Our corporate Gmail is supposed to work with Outlook but there’s a problem and I haven’t figured it out yet. So I’m stuck on the Web page until I figure out why the POP system isn’t working with Outlook 2003.

But it’s the small things that are frustrating. I’ve sent so much email that I can practically send email with my eyes closed. But using Gmail is frustrating. Sometimes it’s hard even finding the “reply” link.

Microsoft should be scared, though, because I think more and more startups and small companies are gonna go the Gmail route. Why? Cause it’s easier to get started. No server needed. Just sign up for Gmail. Outsource your email to Google. And Microsoft does NOT understand how to market on the Web.

Microsoft has domain email too, but, quick, go to MSN Search and do a search for “email for your domain.” (The result is even worse for Microsoft if you do that search on Google — although Office Live is advertising on Google, but not on MSN, ironically enough). Do you find anything about Microsoft’s hosted email? No. Why? Because Microsoft’s Web site for Office Live (which is where small businesses can get email hosted) is poorly designed for search engines. Its title tag has NOTHING about email. So, how, again, will it get listed on search engines for business or corporate email solutions? It won’t.

Microsoft’s marketers should be forced to study how search engines work. Google’s marketers understand this deeply. Which is why Podtech is using Gmail and not one of Microsoft’s solutions.

Here’s Microsoft’s other competitors for email for your domain: Windows Live Custom Domains. Notice how much better this site is designed for the Web? Office Live should be forced to study with these folks for a while. Or, Microsoft’s Exchange Hosted Services. But, notice that nothing in the title tag there says anything about email. I had to look all over for this site on both Google and MSN search and had a tough time finding it (and I knew it was there, cause the team that did this gave me a demo).

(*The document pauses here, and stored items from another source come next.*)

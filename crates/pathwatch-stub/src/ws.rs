//! `WebSocket` handler for the glyph event stream.
//!
//! Clients connect to `GET /ws/path/glyph` and receive one JSON text frame
//! per published [`StreamFrame`]. Every client holds its own receiver on
//! the shared broadcast channel, so [`AppState::stream_clients`] doubles as
//! the connected-client count. Anything a client sends is ignored apart
//! from the close frame.

use std::sync::Arc;

use axum::extract::ws::{Message, WebSocket};
use axum::extract::{State, WebSocketUpgrade};
use axum::response::IntoResponse;
use pathwatch_types::StreamFrame;
use tokio::sync::broadcast;
use tokio::sync::broadcast::error::RecvError;
use tracing::{debug, info, trace, warn};

use crate::state::AppState;

/// Upgrade to a `WebSocket` and stream frames until the client leaves.
///
/// # Route
///
/// `GET /ws/path/glyph`
pub async fn ws_glyph(
    ws: WebSocketUpgrade,
    State(state): State<Arc<AppState>>,
) -> impl IntoResponse {
    ws.on_upgrade(|socket| handle_ws(socket, state))
}

/// Why a client session ended.
#[derive(Debug)]
enum Ended {
    ClientClosed,
    ClientError,
    SendFailed,
    ChannelClosed,
}

/// Per-connection delivery counts.
#[derive(Debug, Default)]
struct Session {
    forwarded: u64,
    skipped: u64,
}

async fn handle_ws(socket: WebSocket, state: Arc<AppState>) {
    let frames = state.subscribe();
    info!(clients = state.stream_clients(), "stream client joined");

    let mut session = Session::default();
    let ended = session.pump(socket, frames).await;

    // The receiver is dropped once `pump` returns.
    info!(
        reason = ?ended,
        forwarded = session.forwarded,
        skipped = session.skipped,
        remaining = state.stream_clients(),
        "stream client left"
    );
}

impl Session {
    async fn pump(
        &mut self,
        mut socket: WebSocket,
        mut frames: broadcast::Receiver<StreamFrame>,
    ) -> Ended {
        loop {
            tokio::select! {
                received = frames.recv() => match received {
                    Ok(frame) => {
                        let Some(message) = encode(&frame) else { continue };
                        if socket.send(message).await.is_err() {
                            return Ended::SendFailed;
                        }
                        self.forwarded = self.forwarded.saturating_add(1);
                        trace!(kind = frame_kind(&frame), "frame forwarded");
                    }
                    Err(RecvError::Lagged(n)) => {
                        self.skipped = self.skipped.saturating_add(n);
                        debug!(skipped = n, "stream client lagged");
                    }
                    Err(RecvError::Closed) => return Ended::ChannelClosed,
                },
                inbound = socket.recv() => match inbound {
                    Some(Ok(Message::Close(_))) | None => return Ended::ClientClosed,
                    Some(Err(e)) => {
                        debug!(error = %e, "stream client error");
                        return Ended::ClientError;
                    }
                    Some(Ok(_)) => {}
                },
            }
        }
    }
}

/// Serialize a frame as a text message.
fn encode(frame: &StreamFrame) -> Option<Message> {
    serde_json::to_string(frame)
        .inspect_err(|e| warn!(kind = frame_kind(frame), error = %e, "failed to serialize stream frame"))
        .ok()
        .map(|json| Message::Text(json.into()))
}

/// The frame's discriminator, whichever key carries it.
fn frame_kind(frame: &StreamFrame) -> &str {
    frame
        .kind
        .as_deref()
        .or(frame.event_type.as_deref())
        .unwrap_or("untyped")
}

Search engine optimization starts with really thinking through what people are gonna search for and making title tags that match that. A title tag is what appears at the top of your browser. It is one of the most important things that affect where you’ll be in search engine results.

If people can’t find your company for what they search for, do you really exist? And, for everyone who’ll click on the ads on the right, there are quite a few who won’t. Particularly geeky influencers, like Matt Cutts pointed out yesterday.

Here, one more time, based ONLY on these Web pages, which would you rather use? Gmail or Exchange?

To me Gmail’s page is nicer, more Web friendly, and simpler. Did Microsoft give me enough ammunition to go into my boss tomorrow and say “we should dump Gmail!”

No. And that’s for someone who could even find this page in the first place.